Work instructions: If a line of the records contains the string "Serialize", copy it out.

The data:
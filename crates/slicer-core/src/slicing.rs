//! Top-level per-request orchestration: wires ingestion, conversion,
//! orientation, measurement, slicing, parsing, and pricing into the single
//! `UPLOADED → ... → DONE` pipeline described in the component design.

use crate::pricing::PricingRegistry;
use crate::runner::SubprocessRunner;
use crate::{estimator, orchestrator, parsing, pipeline};
use serde::Serialize;
use slicer_config::SlicerConfig;
use slicer_types::{SlicerError, SlicerResult, Technology, UploadContext};
use std::path::{Path, PathBuf};

/// Everything a slice job needs, already validated by the HTTP layer
/// (layer height against the technology's allowed set, infill clamped to
/// 0..=100). `uploaded_path` must already live under `scratch_dir` — the
/// service is expected to have streamed the multipart body there directly.
pub struct SliceJobInput {
    pub request_id: String,
    pub tech: Technology,
    pub layer_height: f64,
    pub material: String,
    pub infill_percent: u8,
    pub depth_mm: f64,
    pub original_filename: String,
    pub uploaded_path: PathBuf,
    pub scratch_dir: PathBuf,
}

/// The full JSON response body for a successful `/slice/{TECH}` request.
#[derive(Debug, Clone, Serialize)]
pub struct SliceResponse {
    pub technology: String,
    pub material: String,
    #[serde(skip_serializing_if = "Option::is_none")]
    pub infill: Option<String>,
    pub hourly_rate: u64,
    pub print_time_seconds: u64,
    pub print_time_readable: String,
    pub material_used_m: f64,
    pub object_height_mm: f64,
    pub estimated_price_huf: u64,
    pub download_url: String,
}

/// Run one slice job to completion. On any error, every scratch path
/// created along the way has already been (or will be, via `UploadContext`'s
/// `Drop`) removed by the time this function returns. The final artifact
/// under `paths.output_dir` is deliberately never tracked for cleanup.
pub async fn run_slice_job(
    input: SliceJobInput,
    pricing: &PricingRegistry,
    runner: &SubprocessRunner,
    config: &SlicerConfig,
) -> SlicerResult<SliceResponse> {
    let paths = &config.paths;
    let workdir = input.scratch_dir.join(&input.request_id);
    tokio::fs::create_dir_all(&workdir)
        .await
        .map_err(|e| SlicerError::Internal(format!("failed to create scratch directory: {e}")))?;
    let mut ctx = UploadContext::new(input.request_id.clone(), workdir.clone());

    let ext = Path::new(&input.original_filename)
        .extension()
        .and_then(|e| e.to_str())
        .unwrap_or("")
        .to_ascii_lowercase();
    let renamed_path = workdir.join(format!("upload.{ext}"));
    tokio::fs::rename(&input.uploaded_path, &renamed_path)
        .await
        .map_err(|e| SlicerError::Internal(format!("failed to stage upload: {e}")))?;
    ctx.track(renamed_path.clone());

    let entry_path = if ext == pipeline::ARCHIVE_EXT {
        let extract_dir = workdir.join("extracted");
        pipeline::extract_archive(
            &renamed_path,
            &extract_dir,
            config.max_zip_entries,
            config.max_zip_uncompressed_bytes,
        )
        .await?;
        ctx.track(extract_dir.clone());
        pipeline::find_supported_entry(&extract_dir)?
    } else {
        renamed_path.clone()
    };

    let kind = entry_path
        .extension()
        .and_then(|e| e.to_str())
        .and_then(pipeline::classify_extension)
        .ok_or(SlicerError::UnsupportedUpload)?;

    let stl_path = pipeline::convert_to_stl(kind, &entry_path, input.depth_mm, runner, paths).await?;
    if stl_path != entry_path {
        ctx.track(stl_path.clone());
    }

    let mesh_path = match pipeline::orient_best_effort(&stl_path, runner, paths).await {
        Some(oriented) => {
            ctx.track(oriented.clone());
            oriented
        }
        None => stl_path.clone(),
    };

    let measured = orchestrator::measure(runner, paths, input.tech, &mesh_path).await?;
    orchestrator::validate_build_volume(input.tech, measured)?;

    let output_dir = PathBuf::from(&paths.output_dir);
    tokio::fs::create_dir_all(&output_dir)
        .await
        .map_err(|e| SlicerError::Internal(format!("failed to create output directory: {e}")))?;
    let filename = orchestrator::output_filename(input.tech, &input.request_id)?;
    let output_path = output_dir.join(&filename);

    let slice_request = orchestrator::SliceRequest {
        tech: input.tech,
        layer_height: input.layer_height,
        infill_percent: input.infill_percent,
        input_path: &mesh_path,
        output_path: &output_path,
    };
    let profiles_dir = PathBuf::from(&paths.profiles_dir);
    orchestrator::slice(runner, paths, &profiles_dir, &slice_request).await?;

    let outcome = match input.tech {
        Technology::Fdm => {
            let gcode = tokio::fs::read_to_string(&output_path)
                .await
                .map_err(|e| SlicerError::Internal(format!("failed to read slicer output: {e}")))?;
            parsing::parse_fdm_gcode(&gcode)
        }
        Technology::Sla => parsing::estimate_sla_time(measured.size_z, input.layer_height),
    };

    let hourly_rate = pricing.rate_for(input.tech, &input.material).await;
    let estimated_price_huf = estimator::estimated_price_huf(outcome.print_time_seconds, hourly_rate);

    let canonical_material = pricing
        .canonical_material(input.tech, &input.material)
        .await
        .unwrap_or(input.material);

    let response = SliceResponse {
        technology: input.tech.as_str().to_string(),
        material: canonical_material,
        infill: matches!(input.tech, Technology::Fdm)
            .then(|| format!("{}%", input.infill_percent)),
        hourly_rate,
        print_time_seconds: outcome.print_time_seconds,
        print_time_readable: outcome.print_time_readable,
        material_used_m: outcome.material_used_m,
        object_height_mm: measured.size_z,
        estimated_price_huf,
        download_url: format!("/download/{filename}"),
    };

    drop(ctx);
    Ok(response)
}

Exercise answer:
use serde::Serialize;
#[derive(Debug, Clone, Serialize)]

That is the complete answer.